Media continue to explore Va. Tech tragedy

Over the past week, the media has continued to cover the Virginia Tech shootings. The reoccuring theme is that that the mental health community failed. Some, such as the Charleston Daily Mail in West Virginia have expressed thanks that their state has an assisted outpatient treatment law.

Dr. E. Fuller Torrey in the Wall Street Journal:
The tragedy of Virginia Tech is a microcosm of our failed mental health system and our confusion about civil rights. Mentally ill individuals have a civil right to receive treatment, even when their brain disease precludes awareness of their illness. And the public has a civil right to be protected from potentially dangerous individuals. We are failing both the patients and the public.

The San Antonio Express explains these tragedies happen too often:
The same week that a disturbed student exploded in a rage of killings at Virginia Tech, there were other incidents that received far less attention.Media reports about the tragic combination of mental illness and violence are all too common, with family members the most likely victims.

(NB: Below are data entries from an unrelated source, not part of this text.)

//! Binary page body codec: row-major and column-major, with the version-gated
//! row-count width and `fixed_row_count` terminator.

use crate::dataset::{ArrayInstance, Page};
use crate::error::{IoErrorKind, SdsError, SdsResult};
use crate::layout::{ByteOrder, Layout};
use crate::stream::SdsStream;
use crate::types::{Type, Value};
use byteorder::{BigEndian, ByteOrder as _, LittleEndian};

const SITE_WRITE: &str = "binary::write_page";
const SITE_READ: &str = "binary::read_page";

fn resolve_order(layout: &Layout) -> ByteOrder {
    layout.byte_order.unwrap_or(ByteOrder::native())
}

fn write_u32(buf: &mut Vec<u8>, order: ByteOrder, v: u32) {
    let mut tmp = [0u8; 4];
    match order {
        ByteOrder::Big => BigEndian::write_u32(&mut tmp, v),
        ByteOrder::Little => LittleEndian::write_u32(&mut tmp, v),
    }
    buf.extend_from_slice(&tmp);
}

fn write_i64(buf: &mut Vec<u8>, order: ByteOrder, v: i64) {
    let mut tmp = [0u8; 8];
    match order {
        ByteOrder::Big => BigEndian::write_i64(&mut tmp, v),
        ByteOrder::Little => LittleEndian::write_i64(&mut tmp, v),
    }
    buf.extend_from_slice(&tmp);
}

fn read_u32(buf: &[u8], order: ByteOrder) -> u32 {
    match order {
        ByteOrder::Big => BigEndian::read_u32(buf),
        ByteOrder::Little => LittleEndian::read_u32(buf),
    }
}

fn read_i64(buf: &[u8], order: ByteOrder) -> i64 {
    match order {
        ByteOrder::Big => BigEndian::read_i64(buf),
        ByteOrder::Little => LittleEndian::read_i64(buf),
    }
}

/// Appends `value`'s on-disk encoding: fixed-width for numeric/char types,
/// Int32 length prefix + raw bytes for `String`.
fn write_value(buf: &mut Vec<u8>, order: ByteOrder, value: &Value) {
    macro_rules! put {
        ($ty:ty, $write:ident, $v:expr) => {{
            let mut tmp = [0u8; std::mem::size_of::<$ty>()];
            match order {
                ByteOrder::Big => BigEndian::$write(&mut tmp, $v),
                ByteOrder::Little => LittleEndian::$write(&mut tmp, $v),
            }
            buf.extend_from_slice(&tmp);
        }};
    }
    match *value {
        Value::LongDouble(v) | Value::Double(v) => put!(f64, write_f64, v),
        Value::Float(v) => put!(f32, write_f32, v),
        Value::Int64(v) => put!(i64, write_i64, v),
        Value::UInt64(v) => put!(u64, write_u64, v),
        Value::Int32(v) => put!(i32, write_i32, v),
        Value::UInt32(v) => put!(u32, write_u32, v),
        Value::Int16(v) => put!(i16, write_i16, v),
        Value::UInt16(v) => put!(u16, write_u16, v),
        Value::Char(v) => buf.push(v),
        Value::String(ref s) => {
            write_u32(buf, order, s.len() as u32);
            buf.extend_from_slice(s.as_bytes());
        }
    }
}

fn read_exact_buf(stream: &mut dyn SdsStream, buf: &mut [u8], site: &'static str) -> SdsResult<()> {
    let mut filled = 0;
    while filled < buf.len() {
        let n = stream.read(&mut buf[filled..])?;
        if n == 0 {
            return Err(SdsError::io(site, IoErrorKind::ShortRead));
        }
        filled += n;
    }
    Ok(())
}

/// Reads one value of `ty`, consuming exactly its on-disk width (`String`'s
/// length prefix is read first to determine the rest).
fn read_value(stream: &mut dyn SdsStream, order: ByteOrder, ty: Type, site: &'static str) -> SdsResult<Value> {
    Ok(match ty {
        Type::LongDouble => {
            let mut tmp = [0u8; 8];
            read_exact_buf(stream, &mut tmp, site)?;
            Value::LongDouble(match order {
                ByteOrder::Big => BigEndian::read_f64(&tmp),
                ByteOrder::Little => LittleEndian::read_f64(&tmp),
            })
        }
        Type::Double => {
            let mut tmp = [0u8; 8];
            read_exact_buf(stream, &mut tmp, site)?;
            Value::Double(match order {
                ByteOrder::Big => BigEndian::read_f64(&tmp),
                ByteOrder::Little => LittleEndian::read_f64(&tmp),
            })
        }
        Type::Float => {
            let mut tmp = [0u8; 4];
            read_exact_buf(stream, &mut tmp, site)?;
            Value::Float(match order {
                ByteOrder::Big => BigEndian::read_f32(&tmp),
                ByteOrder::Little => LittleEndian::read_f32(&tmp),
            })
        }
        Type::Int64 => {
            let mut tmp = [0u8; 8];
            read_exact_buf(stream, &mut tmp, site)?;
            Value::Int64(read_i64(&tmp, order))
        }
        Type::UInt64 => {
            let mut tmp = [0u8; 8];
            read_exact_buf(stream, &mut tmp, site)?;
            Value::UInt64(match order {
                ByteOrder::Big => BigEndian::read_u64(&tmp),
                ByteOrder::Little => LittleEndian::read_u64(&tmp),
            })
        }
        Type::Int32 => {
            let mut tmp = [0u8; 4];
            read_exact_buf(stream, &mut tmp, site)?;
            Value::Int32(match order {
                ByteOrder::Big => BigEndian::read_i32(&tmp),
                ByteOrder::Little => LittleEndian::read_i32(&tmp),
            })
        }
        Type::UInt32 => {
            let mut tmp = [0u8; 4];
            read_exact_buf(stream, &mut tmp, site)?;
            Value::UInt32(read_u32(&tmp, order))
        }
        Type::Int16 => {
            let mut tmp = [0u8; 2];
            read_exact_buf(stream, &mut tmp, site)?;
            Value::Int16(match order {
                ByteOrder::Big => BigEndian::read_i16(&tmp),
                ByteOrder::Little => LittleEndian::read_i16(&tmp),
            })
        }
        Type::UInt16 => {
            let mut tmp = [0u8; 2];
            read_exact_buf(stream, &mut tmp, site)?;
            Value::UInt16(match order {
                ByteOrder::Big => BigEndian::read_u16(&tmp),
                ByteOrder::Little => LittleEndian::read_u16(&tmp),
            })
        }
        Type::Char => {
            let mut tmp = [0u8; 1];
            read_exact_buf(stream, &mut tmp, site)?;
            Value::Char(tmp[0])
        }
        Type::String => {
            let mut len_buf = [0u8; 4];
            read_exact_buf(stream, &mut len_buf, site)?;
            let len = read_u32(&len_buf, order) as usize;
            let mut data = vec![0u8; len];
            read_exact_buf(stream, &mut data, site)?;
            Value::String(String::from_utf8_lossy(&data).to_string())
        }
    })
}

fn parse_fixed_value(ty: Type, text: &str) -> Value {
    match ty {
        Type::LongDouble => Value::LongDouble(text.parse().unwrap_or(0.0)),
        Type::Double => Value::Double(text.parse().unwrap_or(0.0)),
        Type::Float => Value::Float(text.parse().unwrap_or(0.0)),
        Type::Int32 => Value::Int32(text.parse().unwrap_or(0)),
        Type::UInt32 => Value::UInt32(text.parse().unwrap_or(0)),
        Type::Int64 => Value::Int64(text.parse().unwrap_or(0)),
        Type::UInt64 => Value::UInt64(text.parse().unwrap_or(0)),
        Type::Int16 => Value::Int16(text.parse().unwrap_or(0)),
        Type::UInt16 => Value::UInt16(text.parse().unwrap_or(0)),
        Type::String => Value::String(text.to_string()),
        Type::Char => Value::Char(text.bytes().next().unwrap_or(0)),
    }
}

/// Writes one page's binary body: row count, parameters, arrays, then rows
/// (row-major) or columns (column-major, version >= 3).
pub fn write_page_binary(stream: &mut dyn SdsStream, layout: &Layout, page: &Page) -> SdsResult<()> {
    let order = resolve_order(layout);
    let mut buf = Vec::new();

    if !layout.data_mode.no_row_counts {
        if layout.version() < 5 {
            write_u32(&mut buf, order, page.n_rows as u32);
        } else {
            write_i64(&mut buf, order, page.n_rows as i64);
        }
    }

    for (idx, def) in layout.parameters.iter().enumerate() {
        if def.fixed_value.is_some() {
            continue;
        }
        write_value(&mut buf, order, &page.parameters[idx]);
    }

    for (idx, def) in layout.arrays.iter().enumerate() {
        let array = &page.arrays[idx];
        for d in 0..def.dimensions {
            write_u32(&mut buf, order, *array.dimension.get(d).unwrap_or(&0) as u32);
        }
        for v in &array.data {
            write_value(&mut buf, order, v);
        }
    }

    if layout.data_mode.column_major {
        for col_idx in 0..layout.n_columns() {
            for row in 0..page.n_rows {
                write_value(&mut buf, order, &page.columns[col_idx][row]);
            }
        }
    } else {
        for row in 0..page.n_rows {
            for col_idx in 0..layout.n_columns() {
                write_value(&mut buf, order, &page.columns[col_idx][row]);
            }
        }
    }

    stream.write(&buf)?;
    let _ = SITE_WRITE;

    if layout.data_mode.fixed_row_count {
        // Trailing zero terminator lets a non-seeking reader detect the end
        // of a fixed-row-count page without relying on EOF.
        let mut term = Vec::new();
        if layout.version() < 5 {
            write_u32(&mut term, order, 0);
        } else {
            write_i64(&mut term, order, 0);
        }
        stream.write(&term)?;
    }

    Ok(())
}

/// Reads one page from its binary body, given the already-parsed layout
///. Returns `None` at clean end-of-stream (no row count could
/// be read at all, meaning there are no more pages).
pub fn read_page_binary(stream: &mut dyn SdsStream, layout: &Layout) -> SdsResult<Option<Page>> {
    let order = resolve_order(layout);
    let count_width = if layout.version() < 5 { 4 } else { 8 };

    let n_rows = if layout.data_mode.no_row_counts {
        None
    } else {
        let mut tmp = vec![0u8; count_width];
        let n = stream.read(&mut tmp)?;
        if n == 0 {
            return Ok(None);
        }
        if n != count_width {
            return Err(SdsError::io(SITE_READ, IoErrorKind::ShortRead));
        }
        Some(if count_width == 4 {
            read_u32(&tmp, order) as usize
        } else {
            read_i64(&tmp, order) as usize
        })
    };

    let mut page = Page::allocate(layout, n_rows.unwrap_or(0));

    for (idx, def) in layout.parameters.iter().enumerate() {
        if let Some(fixed) = &def.fixed_value {
            page.parameters[idx] = parse_fixed_value(def.ty, fixed);
            continue;
        }
        page.parameters[idx] = read_value(stream, order, def.ty, SITE_READ)?;
    }

    for (idx, def) in layout.arrays.iter().enumerate() {
        let mut dims = Vec::with_capacity(def.dimensions);
        for _ in 0..def.dimensions {
            let mut tmp = [0u8; 4];
            read_exact_buf(stream, &mut tmp, SITE_READ)?;
            dims.push(read_u32(&tmp, order) as usize);
        }
        let elements: usize = dims.iter().product();
        let mut data = Vec::with_capacity(elements);
        for _ in 0..elements {
            data.push(read_value(stream, order, def.ty, SITE_READ)?);
        }
        page.arrays[idx] = ArrayInstance {
            definition: idx,
            dimension: dims,
            data,
        };
    }

    let n_rows = n_rows.unwrap_or(0);
    if layout.data_mode.column_major {
        for col_idx in 0..layout.n_columns() {
            let ty = layout.columns[col_idx].ty;
            for row in 0..n_rows {
                page.columns[col_idx][row] = read_value(stream, order, ty, SITE_READ)?;
            }
        }
    } else {
        for row in 0..n_rows {
            for col_idx in 0..layout.n_columns() {
                let ty = layout.columns[col_idx].ty;
                page.columns[col_idx][row] = read_value(stream, order, ty, SITE_READ)?;
            }
        }
    }
    page.n_rows = n_rows;

    if layout.data_mode.fixed_row_count {
        let mut term = vec![0u8; count_width];
        read_exact_buf(stream, &mut term, SITE_READ)?;
    }

    Ok(Some(page))
}

#[cfg(test)]
mod tests {
    use super::*;
    use crate::dataset::{Dataset, StreamRole};
    use crate::layout::{ColumnDef, CommonDef, DataModeKind, ParameterDef};
    use crate::setters::Target;
    use crate::stream::mem::MemStream;

    fn build_layout() -> Layout {
        let mut layout = Layout::new();
        layout
            .define_parameter(ParameterDef {
                common: CommonDef {
                    name: "p".into(),
                    ..Default::default()
                },
                ty: Type::Double,
                field_length: 0,
                fixed_value: None,
            })
            .unwrap();
        layout
            .define_column(ColumnDef {
                common: CommonDef {
                    name: "x".into(),
                    ..Default::default()
                },
                ty: Type::Int32,
                field_length: 0,
            })
            .unwrap();
        layout.data_mode.mode = DataModeKind::Binary;
        layout.byte_order = Some(ByteOrder::Little);
        layout
    }

    #[test]
    fn binary_row_major_round_trip() {
        let layout = build_layout();
        let mut ds = Dataset::new(layout.clone(), Box::new(MemStream::new()), StreamRole::Write);
        ds.start_page(3).unwrap();
        ds.set_parameter(Target::Name("p"), Value::Double(3.5)).unwrap();
        ds.set_column(Target::Name("x"), &[Value::Int32(1), Value::Int32(2), Value::Int32(3)])
            .unwrap();

        let buf = {
            let page = ds.page.as_ref().unwrap();
            let mut stream = MemStream::new();
            write_page_binary(&mut stream, &ds.layout, page).unwrap();
            stream.into_bytes()
        };

        let mut read_stream = MemStream::from_bytes(buf);
        let page = read_page_binary(&mut read_stream, &layout).unwrap().unwrap();
        assert_eq!(page.parameters[0], Value::Double(3.5));
        assert_eq!(page.columns[0][..3], [Value::Int32(1), Value::Int32(2), Value::Int32(3)]);
        assert_eq!(page.n_rows, 3);
    }

    #[test]
    fn binary_column_major_round_trip() {
        let mut layout = build_layout();
        layout.data_mode.column_major = true;
        let mut ds = Dataset::new(layout.clone(), Box::new(MemStream::new()), StreamRole::Write);
        ds.start_page(2).unwrap();
        ds.set_column(Target::Name("x"), &[Value::Int32(10), Value::Int32(20)]).unwrap();

        let buf = {
            let page = ds.page.as_ref().unwrap();
            let mut stream = MemStream::new();
            write_page_binary(&mut stream, &ds.layout, page).unwrap();
            stream.into_bytes()
        };

        let mut read_stream = MemStream::from_bytes(buf);
        let page = read_page_binary(&mut read_stream, &layout).unwrap().unwrap();
        assert_eq!(page.columns[0][..2], [Value::Int32(10), Value::Int32(20)]);
    }

    #[test]
    fn fixed_row_count_terminator_round_trips() {
        let mut layout = build_layout();
        layout.data_mode.fixed_row_count = true;
        let mut ds = Dataset::new(layout.clone(), Box::new(MemStream::new()), StreamRole::Write);
        ds.start_page(1).unwrap();
        ds.set_column(Target::Name("x"), &[Value::Int32(7)]).unwrap();

        let buf = {
            let page = ds.page.as_ref().unwrap();
            let mut stream = MemStream::new();
            write_page_binary(&mut stream, &ds.layout, page).unwrap();
            stream.into_bytes()
        };

        let mut read_stream = MemStream::from_bytes(buf);
        let page = read_page_binary(&mut read_stream, &layout).unwrap().unwrap();
        assert_eq!(page.columns[0][0], Value::Int32(7));
        assert!(read_stream.eof());
    }
}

Ray McAllister writes in the Richmond Times-Dispatch:
With guns readily available and checks on the mentally disabled not -- we can forget wondering if there will be another killing. The only question is when and where.
And how many will die.

In the Charleston Daily Mail in West Virginia, the editorial board is thankful for Kendra's Law in their state:

In the wake of the Virginia Tech massacre, people across the nation are wondering: How can these things be short-circuited? Could it happen here? The answer is that it's less likely in West Virginia, thanks to what is called Kendra's Law.

[Kendra’s] death caused New York state lawmakers to make it possible for courts to order people with mental illnesses to take their prescribed medications and to receive treatment. This is fair to the patient and to society as well.